Please reproduce the entries below exactly, starting at the first line and ending with the line that holds "use sea_orm::entity::prelude::*;".

##### DATA FOR PROCESSING

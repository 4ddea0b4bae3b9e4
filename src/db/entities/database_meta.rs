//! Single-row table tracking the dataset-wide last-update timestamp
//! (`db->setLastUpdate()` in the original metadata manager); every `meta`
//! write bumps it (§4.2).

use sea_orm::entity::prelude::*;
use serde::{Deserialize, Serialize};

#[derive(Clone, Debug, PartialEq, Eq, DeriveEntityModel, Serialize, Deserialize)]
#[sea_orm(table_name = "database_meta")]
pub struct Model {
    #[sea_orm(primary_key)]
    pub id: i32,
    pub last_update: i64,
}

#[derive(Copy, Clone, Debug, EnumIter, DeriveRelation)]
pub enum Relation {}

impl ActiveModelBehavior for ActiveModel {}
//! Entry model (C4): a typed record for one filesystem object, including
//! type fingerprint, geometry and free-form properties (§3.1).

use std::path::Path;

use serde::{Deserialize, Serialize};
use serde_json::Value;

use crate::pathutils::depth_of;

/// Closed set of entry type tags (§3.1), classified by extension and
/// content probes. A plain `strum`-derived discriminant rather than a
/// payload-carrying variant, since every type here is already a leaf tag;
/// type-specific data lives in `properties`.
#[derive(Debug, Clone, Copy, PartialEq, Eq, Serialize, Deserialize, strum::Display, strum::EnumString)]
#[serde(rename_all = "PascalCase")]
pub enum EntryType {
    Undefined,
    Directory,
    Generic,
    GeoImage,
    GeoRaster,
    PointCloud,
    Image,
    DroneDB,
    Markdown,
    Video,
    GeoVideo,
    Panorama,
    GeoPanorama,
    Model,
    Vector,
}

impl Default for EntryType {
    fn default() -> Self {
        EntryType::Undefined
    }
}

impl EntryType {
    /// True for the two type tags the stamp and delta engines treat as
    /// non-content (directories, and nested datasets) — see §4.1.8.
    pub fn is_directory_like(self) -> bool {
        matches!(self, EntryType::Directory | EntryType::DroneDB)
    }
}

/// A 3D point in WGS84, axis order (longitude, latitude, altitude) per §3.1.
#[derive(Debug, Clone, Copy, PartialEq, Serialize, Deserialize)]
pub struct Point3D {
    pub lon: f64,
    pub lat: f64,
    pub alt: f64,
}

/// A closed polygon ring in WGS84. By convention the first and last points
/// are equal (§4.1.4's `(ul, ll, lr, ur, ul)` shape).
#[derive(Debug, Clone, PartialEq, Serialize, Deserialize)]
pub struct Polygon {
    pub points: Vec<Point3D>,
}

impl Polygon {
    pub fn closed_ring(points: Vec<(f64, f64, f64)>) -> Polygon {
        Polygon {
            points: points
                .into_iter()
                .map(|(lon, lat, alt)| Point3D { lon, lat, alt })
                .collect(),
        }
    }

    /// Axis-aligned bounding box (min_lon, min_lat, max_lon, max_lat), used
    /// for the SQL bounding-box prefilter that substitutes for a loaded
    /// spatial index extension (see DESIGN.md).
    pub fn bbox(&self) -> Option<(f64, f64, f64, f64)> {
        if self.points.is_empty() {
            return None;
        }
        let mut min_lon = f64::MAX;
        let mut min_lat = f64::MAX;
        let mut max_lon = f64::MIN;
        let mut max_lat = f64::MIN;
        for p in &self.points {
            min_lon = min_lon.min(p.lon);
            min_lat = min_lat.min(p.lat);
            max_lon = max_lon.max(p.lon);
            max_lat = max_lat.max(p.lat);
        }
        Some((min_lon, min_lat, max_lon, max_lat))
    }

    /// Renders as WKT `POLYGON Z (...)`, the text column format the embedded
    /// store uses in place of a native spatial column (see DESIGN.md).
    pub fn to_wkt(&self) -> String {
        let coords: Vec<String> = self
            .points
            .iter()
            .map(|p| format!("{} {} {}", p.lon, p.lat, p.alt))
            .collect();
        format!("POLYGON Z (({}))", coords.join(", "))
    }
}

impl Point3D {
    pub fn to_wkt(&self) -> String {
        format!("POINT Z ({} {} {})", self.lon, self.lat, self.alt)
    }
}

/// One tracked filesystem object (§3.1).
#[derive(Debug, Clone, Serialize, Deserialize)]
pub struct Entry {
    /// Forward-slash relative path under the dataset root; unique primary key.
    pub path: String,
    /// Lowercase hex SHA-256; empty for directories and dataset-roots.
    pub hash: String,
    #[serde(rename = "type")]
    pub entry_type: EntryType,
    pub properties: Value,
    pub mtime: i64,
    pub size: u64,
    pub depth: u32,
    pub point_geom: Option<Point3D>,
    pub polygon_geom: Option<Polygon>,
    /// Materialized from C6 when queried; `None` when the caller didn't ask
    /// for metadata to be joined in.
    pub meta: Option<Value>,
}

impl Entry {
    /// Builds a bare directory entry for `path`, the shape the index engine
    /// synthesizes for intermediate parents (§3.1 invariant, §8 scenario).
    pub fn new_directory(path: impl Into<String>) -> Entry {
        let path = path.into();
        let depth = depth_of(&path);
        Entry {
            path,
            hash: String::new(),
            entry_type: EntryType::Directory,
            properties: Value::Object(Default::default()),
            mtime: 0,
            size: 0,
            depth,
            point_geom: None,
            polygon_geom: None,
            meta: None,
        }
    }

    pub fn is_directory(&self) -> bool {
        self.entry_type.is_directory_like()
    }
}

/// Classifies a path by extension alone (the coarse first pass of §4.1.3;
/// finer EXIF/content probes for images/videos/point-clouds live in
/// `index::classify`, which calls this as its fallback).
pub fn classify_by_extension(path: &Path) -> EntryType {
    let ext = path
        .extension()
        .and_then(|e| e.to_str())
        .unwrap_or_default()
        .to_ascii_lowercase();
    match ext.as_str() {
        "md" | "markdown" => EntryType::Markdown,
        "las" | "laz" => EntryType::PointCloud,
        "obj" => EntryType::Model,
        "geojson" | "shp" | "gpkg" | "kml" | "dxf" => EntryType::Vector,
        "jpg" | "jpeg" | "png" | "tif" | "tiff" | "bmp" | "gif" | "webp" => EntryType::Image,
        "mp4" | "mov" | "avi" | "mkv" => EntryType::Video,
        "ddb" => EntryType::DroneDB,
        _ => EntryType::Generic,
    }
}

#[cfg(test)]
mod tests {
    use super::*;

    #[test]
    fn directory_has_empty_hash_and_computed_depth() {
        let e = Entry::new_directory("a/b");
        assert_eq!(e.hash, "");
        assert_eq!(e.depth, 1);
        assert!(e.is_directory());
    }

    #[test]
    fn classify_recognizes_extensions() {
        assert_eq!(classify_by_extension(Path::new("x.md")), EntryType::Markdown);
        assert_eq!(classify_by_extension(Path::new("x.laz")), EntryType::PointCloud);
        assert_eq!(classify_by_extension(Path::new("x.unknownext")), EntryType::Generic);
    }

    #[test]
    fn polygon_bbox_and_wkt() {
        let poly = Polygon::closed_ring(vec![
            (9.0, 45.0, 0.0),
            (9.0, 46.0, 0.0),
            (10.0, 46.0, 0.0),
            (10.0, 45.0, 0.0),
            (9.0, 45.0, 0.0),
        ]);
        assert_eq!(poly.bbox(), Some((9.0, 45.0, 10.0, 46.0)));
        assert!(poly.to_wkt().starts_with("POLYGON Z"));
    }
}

##########

ANSWER BELOW =>
repository 4ddea0b4bae3b9e4
filename src/db/entities/database_meta.rs
//! Single-row table tracking the dataset-wide last-update timestamp
//! (`db->setLastUpdate()` in the original metadata manager); every `meta`
//! write bumps it (§4.2).

use sea_orm::entity::prelude::*;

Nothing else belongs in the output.